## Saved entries
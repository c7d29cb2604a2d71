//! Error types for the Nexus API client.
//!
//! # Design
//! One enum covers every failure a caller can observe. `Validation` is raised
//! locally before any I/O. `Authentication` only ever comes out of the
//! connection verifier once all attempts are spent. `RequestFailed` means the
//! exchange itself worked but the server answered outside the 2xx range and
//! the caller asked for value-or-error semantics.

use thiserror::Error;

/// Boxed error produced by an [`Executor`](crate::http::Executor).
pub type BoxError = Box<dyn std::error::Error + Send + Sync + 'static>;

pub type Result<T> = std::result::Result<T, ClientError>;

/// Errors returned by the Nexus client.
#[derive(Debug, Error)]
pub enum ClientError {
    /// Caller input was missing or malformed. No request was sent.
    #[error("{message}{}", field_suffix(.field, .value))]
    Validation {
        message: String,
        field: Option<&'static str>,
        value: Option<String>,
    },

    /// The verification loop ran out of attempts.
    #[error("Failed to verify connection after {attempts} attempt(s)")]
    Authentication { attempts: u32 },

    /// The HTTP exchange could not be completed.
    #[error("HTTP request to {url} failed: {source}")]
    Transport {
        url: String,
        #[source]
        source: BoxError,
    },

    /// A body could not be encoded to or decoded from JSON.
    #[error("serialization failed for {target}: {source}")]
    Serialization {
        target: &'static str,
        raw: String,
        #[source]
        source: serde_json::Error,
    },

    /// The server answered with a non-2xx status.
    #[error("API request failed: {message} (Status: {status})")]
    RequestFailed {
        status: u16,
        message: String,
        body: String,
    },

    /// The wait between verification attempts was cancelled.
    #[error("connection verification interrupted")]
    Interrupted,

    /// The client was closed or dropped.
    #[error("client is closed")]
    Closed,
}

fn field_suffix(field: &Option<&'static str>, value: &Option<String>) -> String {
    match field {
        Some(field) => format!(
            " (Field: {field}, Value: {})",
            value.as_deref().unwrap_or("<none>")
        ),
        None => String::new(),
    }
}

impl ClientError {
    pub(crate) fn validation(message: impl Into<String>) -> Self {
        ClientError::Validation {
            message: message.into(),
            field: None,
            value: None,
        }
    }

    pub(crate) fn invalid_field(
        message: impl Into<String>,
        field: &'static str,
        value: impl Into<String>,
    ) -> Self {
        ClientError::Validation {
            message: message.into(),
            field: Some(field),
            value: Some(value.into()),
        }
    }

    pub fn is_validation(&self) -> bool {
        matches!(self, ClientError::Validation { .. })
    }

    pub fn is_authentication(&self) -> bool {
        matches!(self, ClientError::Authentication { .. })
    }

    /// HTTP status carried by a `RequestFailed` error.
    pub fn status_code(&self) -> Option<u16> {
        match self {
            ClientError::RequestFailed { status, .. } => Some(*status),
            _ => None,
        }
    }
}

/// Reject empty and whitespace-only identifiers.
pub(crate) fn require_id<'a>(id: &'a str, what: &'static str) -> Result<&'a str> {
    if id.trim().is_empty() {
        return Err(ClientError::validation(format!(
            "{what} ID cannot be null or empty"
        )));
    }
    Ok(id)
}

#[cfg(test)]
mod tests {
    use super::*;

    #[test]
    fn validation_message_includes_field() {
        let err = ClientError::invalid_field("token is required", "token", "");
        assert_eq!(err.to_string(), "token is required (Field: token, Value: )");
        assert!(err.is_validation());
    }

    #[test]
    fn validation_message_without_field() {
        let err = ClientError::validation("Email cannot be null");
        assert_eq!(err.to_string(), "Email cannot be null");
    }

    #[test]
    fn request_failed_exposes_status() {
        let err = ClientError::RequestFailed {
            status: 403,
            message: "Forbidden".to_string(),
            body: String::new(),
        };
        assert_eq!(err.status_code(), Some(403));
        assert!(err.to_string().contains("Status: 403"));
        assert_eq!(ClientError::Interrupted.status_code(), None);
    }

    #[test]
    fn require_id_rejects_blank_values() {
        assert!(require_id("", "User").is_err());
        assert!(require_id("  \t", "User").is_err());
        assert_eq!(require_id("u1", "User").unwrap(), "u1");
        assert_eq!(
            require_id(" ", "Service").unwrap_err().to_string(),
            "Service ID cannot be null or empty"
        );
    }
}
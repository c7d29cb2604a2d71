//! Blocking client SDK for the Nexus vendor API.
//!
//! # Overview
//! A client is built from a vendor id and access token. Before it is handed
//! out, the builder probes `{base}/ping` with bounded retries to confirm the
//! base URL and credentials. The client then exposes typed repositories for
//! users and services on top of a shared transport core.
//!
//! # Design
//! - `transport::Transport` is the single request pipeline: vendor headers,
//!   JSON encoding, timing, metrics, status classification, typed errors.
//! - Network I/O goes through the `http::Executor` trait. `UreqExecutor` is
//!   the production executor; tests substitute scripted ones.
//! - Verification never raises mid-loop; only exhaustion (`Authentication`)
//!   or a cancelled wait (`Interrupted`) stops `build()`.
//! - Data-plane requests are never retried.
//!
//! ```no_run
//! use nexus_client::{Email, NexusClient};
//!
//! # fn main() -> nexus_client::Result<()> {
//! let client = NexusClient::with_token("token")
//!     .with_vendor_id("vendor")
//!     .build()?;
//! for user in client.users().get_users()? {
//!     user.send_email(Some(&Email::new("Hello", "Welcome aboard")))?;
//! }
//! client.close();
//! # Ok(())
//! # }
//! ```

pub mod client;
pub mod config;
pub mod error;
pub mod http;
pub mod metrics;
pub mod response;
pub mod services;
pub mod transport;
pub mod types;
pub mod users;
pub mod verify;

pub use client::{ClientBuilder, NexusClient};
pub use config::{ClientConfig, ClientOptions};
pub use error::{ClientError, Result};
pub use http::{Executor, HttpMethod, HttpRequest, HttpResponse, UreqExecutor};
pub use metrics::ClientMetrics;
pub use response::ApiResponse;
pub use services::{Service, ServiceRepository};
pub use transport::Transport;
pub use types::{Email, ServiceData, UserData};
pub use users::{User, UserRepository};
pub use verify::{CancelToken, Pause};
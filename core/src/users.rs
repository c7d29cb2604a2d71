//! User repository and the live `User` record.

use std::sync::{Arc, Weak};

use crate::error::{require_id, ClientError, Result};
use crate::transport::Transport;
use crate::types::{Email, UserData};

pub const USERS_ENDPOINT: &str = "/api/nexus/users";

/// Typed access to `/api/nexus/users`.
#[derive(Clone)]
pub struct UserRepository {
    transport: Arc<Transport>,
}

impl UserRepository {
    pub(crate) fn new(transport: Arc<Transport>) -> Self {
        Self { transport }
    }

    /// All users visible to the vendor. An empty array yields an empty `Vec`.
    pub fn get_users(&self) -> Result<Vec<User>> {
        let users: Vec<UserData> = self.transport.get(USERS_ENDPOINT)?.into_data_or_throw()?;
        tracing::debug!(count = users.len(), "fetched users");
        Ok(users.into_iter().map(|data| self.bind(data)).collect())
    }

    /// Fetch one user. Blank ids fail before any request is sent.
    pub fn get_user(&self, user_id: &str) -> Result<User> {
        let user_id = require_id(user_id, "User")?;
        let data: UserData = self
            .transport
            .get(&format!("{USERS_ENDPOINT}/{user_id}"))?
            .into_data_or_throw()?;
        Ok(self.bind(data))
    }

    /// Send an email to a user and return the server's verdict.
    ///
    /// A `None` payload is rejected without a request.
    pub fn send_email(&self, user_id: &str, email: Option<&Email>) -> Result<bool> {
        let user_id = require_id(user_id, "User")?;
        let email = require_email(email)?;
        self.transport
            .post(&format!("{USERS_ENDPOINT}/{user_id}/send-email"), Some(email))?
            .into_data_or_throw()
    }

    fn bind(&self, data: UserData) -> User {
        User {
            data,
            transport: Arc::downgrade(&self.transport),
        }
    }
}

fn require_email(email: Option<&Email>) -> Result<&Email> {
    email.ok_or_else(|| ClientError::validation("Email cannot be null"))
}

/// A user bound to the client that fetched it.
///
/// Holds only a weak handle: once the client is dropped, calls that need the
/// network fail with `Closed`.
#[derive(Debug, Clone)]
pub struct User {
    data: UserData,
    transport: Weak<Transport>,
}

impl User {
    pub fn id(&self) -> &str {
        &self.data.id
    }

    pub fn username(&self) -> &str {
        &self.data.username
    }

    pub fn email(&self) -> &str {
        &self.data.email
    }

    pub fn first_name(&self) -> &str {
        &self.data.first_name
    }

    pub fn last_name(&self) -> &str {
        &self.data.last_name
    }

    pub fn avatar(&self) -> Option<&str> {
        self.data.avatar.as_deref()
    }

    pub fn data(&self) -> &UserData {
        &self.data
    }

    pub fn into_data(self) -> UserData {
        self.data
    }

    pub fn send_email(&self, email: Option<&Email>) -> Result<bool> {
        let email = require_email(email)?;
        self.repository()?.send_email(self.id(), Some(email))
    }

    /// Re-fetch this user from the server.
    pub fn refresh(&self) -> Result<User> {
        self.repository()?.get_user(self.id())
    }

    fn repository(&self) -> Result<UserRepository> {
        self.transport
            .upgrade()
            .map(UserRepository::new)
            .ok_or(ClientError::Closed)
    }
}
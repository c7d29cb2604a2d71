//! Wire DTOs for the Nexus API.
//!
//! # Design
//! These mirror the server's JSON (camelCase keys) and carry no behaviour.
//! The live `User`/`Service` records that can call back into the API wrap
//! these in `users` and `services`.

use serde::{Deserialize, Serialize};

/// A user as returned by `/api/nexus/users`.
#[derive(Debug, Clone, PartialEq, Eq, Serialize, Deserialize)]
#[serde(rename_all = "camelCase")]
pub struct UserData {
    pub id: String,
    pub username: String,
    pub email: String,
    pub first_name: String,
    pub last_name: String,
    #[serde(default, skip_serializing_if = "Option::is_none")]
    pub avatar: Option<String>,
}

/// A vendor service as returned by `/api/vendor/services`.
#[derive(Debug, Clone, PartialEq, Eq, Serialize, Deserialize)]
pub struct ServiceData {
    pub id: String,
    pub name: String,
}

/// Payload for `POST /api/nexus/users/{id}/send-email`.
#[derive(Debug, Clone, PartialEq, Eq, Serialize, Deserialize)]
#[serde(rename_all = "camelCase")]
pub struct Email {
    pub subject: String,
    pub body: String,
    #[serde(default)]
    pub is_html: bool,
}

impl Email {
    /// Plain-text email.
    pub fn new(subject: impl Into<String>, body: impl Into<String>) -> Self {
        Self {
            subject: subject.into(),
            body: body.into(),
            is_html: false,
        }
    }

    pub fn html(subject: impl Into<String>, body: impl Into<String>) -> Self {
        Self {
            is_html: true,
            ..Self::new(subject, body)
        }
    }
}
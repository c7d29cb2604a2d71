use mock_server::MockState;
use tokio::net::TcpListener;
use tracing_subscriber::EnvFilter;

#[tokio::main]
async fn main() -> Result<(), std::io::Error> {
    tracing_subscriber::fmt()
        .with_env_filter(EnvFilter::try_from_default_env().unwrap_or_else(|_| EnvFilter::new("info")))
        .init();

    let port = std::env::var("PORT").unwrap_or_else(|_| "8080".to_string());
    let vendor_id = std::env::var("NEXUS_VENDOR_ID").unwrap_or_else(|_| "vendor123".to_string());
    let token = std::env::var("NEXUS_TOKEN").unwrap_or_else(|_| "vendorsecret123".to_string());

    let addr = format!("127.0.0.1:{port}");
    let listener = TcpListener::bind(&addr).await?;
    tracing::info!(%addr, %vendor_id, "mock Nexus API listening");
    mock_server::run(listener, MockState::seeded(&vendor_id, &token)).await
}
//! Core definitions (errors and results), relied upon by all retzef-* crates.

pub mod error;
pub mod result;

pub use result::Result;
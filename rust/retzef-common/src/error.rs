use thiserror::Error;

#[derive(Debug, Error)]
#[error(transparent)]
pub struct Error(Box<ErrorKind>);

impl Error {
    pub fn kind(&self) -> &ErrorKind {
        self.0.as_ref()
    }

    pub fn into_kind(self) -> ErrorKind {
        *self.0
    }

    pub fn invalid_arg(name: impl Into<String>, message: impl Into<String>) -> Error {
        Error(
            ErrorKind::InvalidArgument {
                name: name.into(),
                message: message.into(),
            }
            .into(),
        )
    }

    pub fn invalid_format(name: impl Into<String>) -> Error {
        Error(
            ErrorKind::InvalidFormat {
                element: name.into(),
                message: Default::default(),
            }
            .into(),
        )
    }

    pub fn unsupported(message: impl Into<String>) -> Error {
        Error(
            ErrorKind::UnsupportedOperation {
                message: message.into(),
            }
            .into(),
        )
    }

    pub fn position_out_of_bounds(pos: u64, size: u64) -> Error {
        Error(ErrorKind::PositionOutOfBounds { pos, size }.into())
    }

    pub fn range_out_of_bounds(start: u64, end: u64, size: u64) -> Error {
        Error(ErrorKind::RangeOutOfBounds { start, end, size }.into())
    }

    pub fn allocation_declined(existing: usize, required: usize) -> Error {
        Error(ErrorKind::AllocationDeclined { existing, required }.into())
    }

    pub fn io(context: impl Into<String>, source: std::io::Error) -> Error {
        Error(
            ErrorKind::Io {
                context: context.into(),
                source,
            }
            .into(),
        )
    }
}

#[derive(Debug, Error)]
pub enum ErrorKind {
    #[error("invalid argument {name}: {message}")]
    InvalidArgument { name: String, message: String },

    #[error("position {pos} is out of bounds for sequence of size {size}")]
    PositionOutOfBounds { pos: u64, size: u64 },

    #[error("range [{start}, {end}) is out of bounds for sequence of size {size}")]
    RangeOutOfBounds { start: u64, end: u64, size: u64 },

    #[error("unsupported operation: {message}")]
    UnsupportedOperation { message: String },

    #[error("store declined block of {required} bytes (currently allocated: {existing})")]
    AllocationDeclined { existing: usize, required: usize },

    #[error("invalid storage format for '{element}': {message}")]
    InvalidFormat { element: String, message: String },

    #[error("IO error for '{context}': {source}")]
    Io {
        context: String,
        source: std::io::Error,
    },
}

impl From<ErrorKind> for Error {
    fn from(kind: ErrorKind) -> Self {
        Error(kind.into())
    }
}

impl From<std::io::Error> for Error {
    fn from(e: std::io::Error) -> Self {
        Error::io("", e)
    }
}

## Required work
Begin with the first line of the data above and, please, print each line exactly until you have printed the line containing "Boxed error produced"; print nothing else.

## Answer box
repository c7d29cb2604a2d71
//! Error types for the Nexus API client.
//!
//! # Design
//! One enum covers every failure a caller can observe. `Validation` is raised
//! locally before any I/O. `Authentication` only ever comes out of the
//! connection verifier once all attempts are spent. `RequestFailed` means the
//! exchange itself worked but the server answered outside the 2xx range and
//! the caller asked for value-or-error semantics.

use thiserror::Error;

/// Boxed error produced by an [`Executor`](crate::http::Executor).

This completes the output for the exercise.